The art of scraping

Diego Kuperman

diegok | @freekey

Why I'm talking about this topic?

I do scrap for fun!

...and for profit!

(for +15 years)

[Supermarket]

I love the web!

(most of it)

Doing it...

And scraping it!

(kind of reverse engineering fun game)

So, what is this scrap thing!?

What do I need to know to have that fun!?

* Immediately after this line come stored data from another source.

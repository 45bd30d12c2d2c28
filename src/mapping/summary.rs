// cross-pair aggregation + the analyzer entry point
use std::collections::BTreeMap;

use rayon::prelude::*;
use serde::{Deserialize, Serialize};

use crate::core::classify::derived_note;
use crate::core::config::{AnalyzerConfig, Registry};
use crate::core::error::AnalysisError;
use crate::core::types::{EntitySchema, ViewModelSchema};
use crate::mapping::generator::{validate_schemas, AnalysisPlan, SchemaBundle};
use crate::mapping::result::MappingResult;

/// A flattening or computed pattern observed on one view model, kept for later review.
#[derive(Debug, Clone, PartialEq, Eq, Serialize, Deserialize)]
pub struct PatternNote {
    pub view_model: String,
    pub property: String,
    pub note: String,
}

#[derive(Debug, Clone, Default, PartialEq, Eq, Serialize, Deserialize)]
pub struct SummaryStats {
    pub pairs: usize,
    pub matched: usize,
    pub missing_in_entity: usize,
    pub missing_in_view_model: usize,
    pub type_mismatched: usize,
    pub derived: usize,
    pub flattened: usize,
    pub navigation: usize,
}

impl SummaryStats {
    pub fn violations(&self) -> usize {
        self.missing_in_entity + self.missing_in_view_model + self.type_mismatched
    }
}

/// Fold of many [`MappingResult`]s. Catalogs are keyed by entity name.
#[derive(Debug, Clone, Default, PartialEq, Eq, Serialize, Deserialize)]
pub struct AnalysisSummary {
    pub results: Vec<MappingResult>,
    pub missing_by_entity: BTreeMap<String, Vec<String>>,
    pub flattening_patterns: BTreeMap<String, Vec<PatternNote>>,
    pub computed_patterns: BTreeMap<String, Vec<PatternNote>>,
    pub unpaired_view_models: Vec<String>,
    pub stats: SummaryStats,
}

impl AnalysisSummary {
    //append-only; the caller decides merge order
    pub fn merge(&mut self, result: MappingResult) {
        let missing = self.missing_by_entity.entry(result.entity.clone()).or_default();
        for name in &result.missing_in_entity {
            if !missing.contains(name) {
                missing.push(name.clone());
            }
        }

        for m in result.mappings_of("flattened") {
            self.flattening_patterns
                .entry(result.entity.clone())
                .or_default()
                .push(PatternNote {
                    view_model: result.view_model.clone(),
                    property: m.view_model_property.clone(),
                    note: m.note.clone().unwrap_or_default(),
                });
        }

        for name in &result.derived {
            self.computed_patterns
                .entry(result.entity.clone())
                .or_default()
                .push(PatternNote {
                    view_model: result.view_model.clone(),
                    property: name.clone(),
                    note: derived_note(name),
                });
        }

        let s = &mut self.stats;
        s.pairs += 1;
        s.matched += result.matched.len();
        s.missing_in_entity += result.missing_in_entity.len();
        s.missing_in_view_model += result.missing_in_view_model.len();
        s.type_mismatched += result.type_mismatched.len();
        s.derived += result.derived.len();
        s.flattened += result.flattened.len();
        s.navigation += result.navigation.len();

        self.results.push(result);
    }

    pub fn result(&self, entity: &str, view_model: &str) -> Option<&MappingResult> {
        self.results
            .iter()
            .find(|r| r.entity == entity && r.view_model == view_model)
    }

    pub fn is_consistent(&self) -> bool {
        self.stats.violations() == 0
    }

    pub fn to_toon(&self) -> Result<String, AnalysisError> {
        Ok(toon_format::encode_default(self)?)
    }
}

/// Runs the analysis over every planned pair with a fixed registry.
#[derive(Debug, Clone)]
pub struct Analyzer {
    registry: Registry,
    parallel: bool,
}

impl Default for Analyzer {
    fn default() -> Self {
        Self::new(Registry::builtin().clone())
    }
}

impl Analyzer {
    pub fn new(registry: Registry) -> Self {
        Self {
            registry,
            parallel: true,
        }
    }

    pub fn from_config(config: &AnalyzerConfig) -> Self {
        Self {
            registry: config.registry(),
            parallel: config.parallel,
        }
    }

    pub fn sequential(mut self) -> Self {
        self.parallel = false;
        self
    }

    pub fn registry(&self) -> &Registry {
        &self.registry
    }

    pub fn analyze_pair(
        &self,
        entity: &EntitySchema,
        view_model: &ViewModelSchema,
    ) -> Result<MappingResult, AnalysisError> {
        let result = MappingResult::analyze(&self.registry, entity, view_model)?;
        tracing::debug!(
            "analyzed {} -> {} ({} mappings, {} violations)",
            result.entity,
            result.view_model,
            result.mappings.len(),
            result.violation_count()
        );
        Ok(result)
    }

    pub fn analyze_bundle(&self, bundle: &SchemaBundle) -> Result<AnalysisSummary, AnalysisError> {
        self.analyze(&bundle.entities, &bundle.view_models)
    }

    /// Analyse every (entity, view model) pair and fold the results.
    ///
    /// Pairs are independent, so workers only compute; the fold below runs on one
    /// thread in plan order, which keeps the summary independent of completion order.
    pub fn analyze(
        &self,
        entities: &[EntitySchema],
        view_models: &[ViewModelSchema],
    ) -> Result<AnalysisSummary, AnalysisError> {
        validate_schemas(entities, view_models)?;
        let plan = AnalysisPlan::build(entities, view_models);
        tracing::info!(
            "mapping analysis started (pairs={}, unpaired={}, parallel={})",
            plan.len(),
            plan.unpaired.len(),
            self.parallel
        );

        let results: Vec<MappingResult> = if self.parallel {
            plan.pairs
                .par_iter()
                .map(|(e, v)| self.analyze_pair(e, v))
                .collect::<Result<Vec<_>, AnalysisError>>()?
        } else {
            plan.pairs
                .iter()
                .map(|(e, v)| self.analyze_pair(e, v))
                .collect::<Result<Vec<_>, AnalysisError>>()?
        };

        let mut summary = AnalysisSummary {
            unpaired_view_models: plan.unpaired.clone(),
            ..AnalysisSummary::default()
        };
        for r in results {
            summary.merge(r);
        }

        tracing::info!(
            "mapping analysis finished (pairs={}, violations={})",
            summary.stats.pairs,
            summary.stats.violations()
        );
        Ok(summary)
    }
}

#[cfg(test)]
mod tests {
    use super::*;
    use crate::core::types::{PropertyDescriptor, ViewModelCategory};
    use proptest::prelude::*;

    fn mk(name: &str, ty: &str) -> PropertyDescriptor {
        PropertyDescriptor::new(name, ty)
    }

    fn entities() -> Vec<EntitySchema> {
        vec![
            EntitySchema::new(
                "Order",
                vec![
                    mk("Id", "Guid").inherited(),
                    mk("Number", "string"),
                    mk("Total", "Money").value_object(),
                    mk("Customer", "Customer").navigation(),
                ],
            ),
            EntitySchema::new(
                "Customer",
                vec![
                    mk("Id", "Guid").inherited(),
                    mk("Name", "string"),
                    mk("Address", "Address").value_object(),
                    mk("Age", "int"),
                ],
            ),
        ]
    }

    fn view_models() -> Vec<ViewModelSchema> {
        vec![
            ViewModelSchema::new(
                "OrderRow",
                "Order",
                ViewModelCategory::ListRow,
                vec![
                    mk("Number", "string"),
                    mk("TotalAmount", "decimal"),
                    mk("TotalDisplay", "string").computed(),
                    mk("Badge", "string"),
                ],
            ),
            ViewModelSchema::new(
                "CreateOrder",
                "Order",
                ViewModelCategory::CreationForm,
                vec![mk("Number", "string"), mk("Total", "Money"), mk("Badge", "string")],
            ),
            ViewModelSchema::new(
                "CustomerDetail",
                "Customer",
                ViewModelCategory::DetailView,
                vec![
                    mk("Name", "string"),
                    mk("AddressCity", "string"),
                    mk("Age", "string"),
                ],
            ),
            ViewModelSchema::new("SupplierRow", "Supplier", ViewModelCategory::ListRow, vec![]),
        ]
    }

    #[test]
    fn summary_is_sorted_and_catalogs_patterns() {
        let summary = Analyzer::default().analyze(&entities(), &view_models()).unwrap();

        let keys: Vec<(&str, &str)> = summary
            .results
            .iter()
            .map(|r| (r.entity.as_str(), r.view_model.as_str()))
            .collect();
        assert_eq!(
            keys,
            vec![
                ("Customer", "CustomerDetail"),
                ("Order", "CreateOrder"),
                ("Order", "OrderRow"),
            ]
        );
        assert_eq!(summary.unpaired_view_models, vec!["SupplierRow".to_string()]);

        //Badge is missing on both order view models but catalogued once
        assert_eq!(summary.missing_by_entity["Order"], vec!["Badge".to_string()]);
        assert!(summary.missing_by_entity["Customer"].is_empty());

        let order_flat = &summary.flattening_patterns["Order"];
        assert_eq!(order_flat.len(), 1);
        assert_eq!(order_flat[0].view_model, "OrderRow");
        assert_eq!(order_flat[0].property, "TotalAmount");
        assert!(order_flat[0].note.contains("Total.Amount"));

        assert_eq!(summary.flattening_patterns["Customer"][0].property, "AddressCity");
        assert_eq!(summary.computed_patterns["Order"][0].property, "TotalDisplay");

        assert_eq!(summary.stats.pairs, 3);
        assert_eq!(summary.stats.type_mismatched, 1);
        assert!(!summary.is_consistent());
    }

    #[test]
    fn customer_pair_reports_mismatch_and_unflattened_value_object() {
        let summary = Analyzer::default().analyze(&entities(), &view_models()).unwrap();
        let r = summary.result("Customer", "CustomerDetail").unwrap();
        assert_eq!(r.type_mismatched, vec!["Age".to_string()]);
        assert_eq!(r.missing_in_view_model, vec!["Address".to_string()]);
        assert_eq!(r.matched, vec!["Name".to_string()]);
    }

    #[test]
    fn sequential_and_parallel_runs_agree() {
        let par = Analyzer::default().analyze(&entities(), &view_models()).unwrap();
        let seq = Analyzer::default()
            .sequential()
            .analyze(&entities(), &view_models())
            .unwrap();
        assert_eq!(par, seq);
    }

    #[test]
    fn rerun_is_byte_identical() {
        let a = Analyzer::default().analyze(&entities(), &view_models()).unwrap();
        let b = Analyzer::default().analyze(&entities(), &view_models()).unwrap();
        assert_eq!(a, b);
        assert_eq!(a.to_toon().unwrap(), b.to_toon().unwrap());
    }

    #[test]
    fn input_order_does_not_change_summary() {
        let mut es = entities();
        es.reverse();
        let mut vms = view_models();
        vms.reverse();

        let a = Analyzer::default().analyze(&entities(), &view_models()).unwrap();
        let b = Analyzer::default().analyze(&es, &vms).unwrap();
        assert_eq!(a, b);
    }

    #[test]
    fn invalid_descriptor_aborts_the_run() {
        let mut vms = view_models();
        vms[0].properties.push(mk("", "string"));
        let err = Analyzer::default().analyze(&entities(), &vms).unwrap_err();
        assert!(matches!(err, AnalysisError::InvalidDescriptor { .. }));
    }

    #[test]
    fn unpaired_view_model_with_empty_name_aborts_the_run() {
        let mut vms = view_models();
        //SupplierRow targets an entity that is never supplied
        vms[3].properties.push(mk("", "string"));
        let err = Analyzer::default().analyze(&entities(), &vms).unwrap_err();
        assert!(matches!(err, AnalysisError::InvalidDescriptor { .. }));
    }

    #[test]
    fn duplicate_entity_name_aborts_the_run() {
        let mut es = entities();
        es.push(EntitySchema::new("Order", vec![mk("Number", "int")]));
        let err = Analyzer::default().analyze(&es, &view_models()).unwrap_err();
        assert!(matches!(err, AnalysisError::DuplicateSchema { ref schema } if schema == "Order"));
    }

    #[test]
    fn config_registry_reaches_the_analyzer() {
        let mut cfg = AnalyzerConfig::default();
        cfg.parallel = false;
        cfg.value_objects
            .insert("GeoPoint".to_string(), vec!["Latitude".to_string()]);

        let entity = EntitySchema::new("Site", vec![mk("Location", "GeoPoint").value_object()]);
        let vm = ViewModelSchema::new(
            "SiteRow",
            "Site",
            ViewModelCategory::ListRow,
            vec![mk("LocationLatitude", "double")],
        );

        let summary = Analyzer::from_config(&cfg).analyze(&[entity], &[vm]).unwrap();
        assert_eq!(summary.stats.flattened, 1);
        assert!(summary.missing_by_entity["Site"].is_empty());
    }

    #[test]
    fn bundle_entry_point_matches_slices() {
        let bundle = SchemaBundle {
            entities: entities(),
            view_models: view_models(),
        };
        let a = Analyzer::default().analyze_bundle(&bundle).unwrap();
        let b = Analyzer::default().analyze(&entities(), &view_models()).unwrap();
        assert_eq!(a, b);
    }

    const NAMES: &[&str] = &["Id", "Name", "Total", "TotalAmount", "City", "Code", "Count", "Notes"];
    const TYPES: &[&str] = &["int", "string", "decimal?", "Money", "Address", "List<Guid>", "DateTime"];

    fn arb_props() -> impl Strategy<Value = Vec<PropertyDescriptor>> {
        proptest::collection::vec(
            (
                proptest::sample::select(NAMES),
                proptest::sample::select(TYPES),
                any::<[bool; 4]>(),
            ),
            0..8,
        )
        .prop_map(|raw| {
            let mut out: Vec<PropertyDescriptor> = Vec::new();
            for (name, ty, [vo, nav, computed, inherited]) in raw {
                if out.iter().any(|p| p.name == name) {
                    continue;
                }
                let mut p = PropertyDescriptor::new(name, ty);
                p.is_value_object = vo;
                p.is_navigation = nav;
                p.is_computed = computed;
                p.is_inherited = inherited;
                out.push(p);
            }
            out
        })
    }

    proptest! {
        #[test]
        fn analysis_is_idempotent_and_exclusive(e_props in arb_props(), v_props in arb_props()) {
            let entity = EntitySchema::new("Subject", e_props);
            let vm = ViewModelSchema::new("SubjectView", "Subject", ViewModelCategory::Other, v_props);

            let first = Analyzer::default().analyze(&[entity.clone()], &[vm.clone()]).unwrap();
            let second = Analyzer::default().analyze(&[entity], &[vm]).unwrap();
            prop_assert_eq!(&first, &second);

            let r = &first.results[0];
            for name in &r.matched {
                prop_assert!(!r.missing_in_entity.contains(name));
                prop_assert!(!r.missing_in_view_model.contains(name));
            }
        }
    }
}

Web scraping (web harvesting or web data extraction) is a computer software technique of extracting information from websites. Usually, such software programs simulate human exploration of the World Wide Web by either implementing low-level Hypertext Transfer Protocol (HTTP), or embedding a fully-fledged web browser, such as Internet Explorer or Mozilla Firefox.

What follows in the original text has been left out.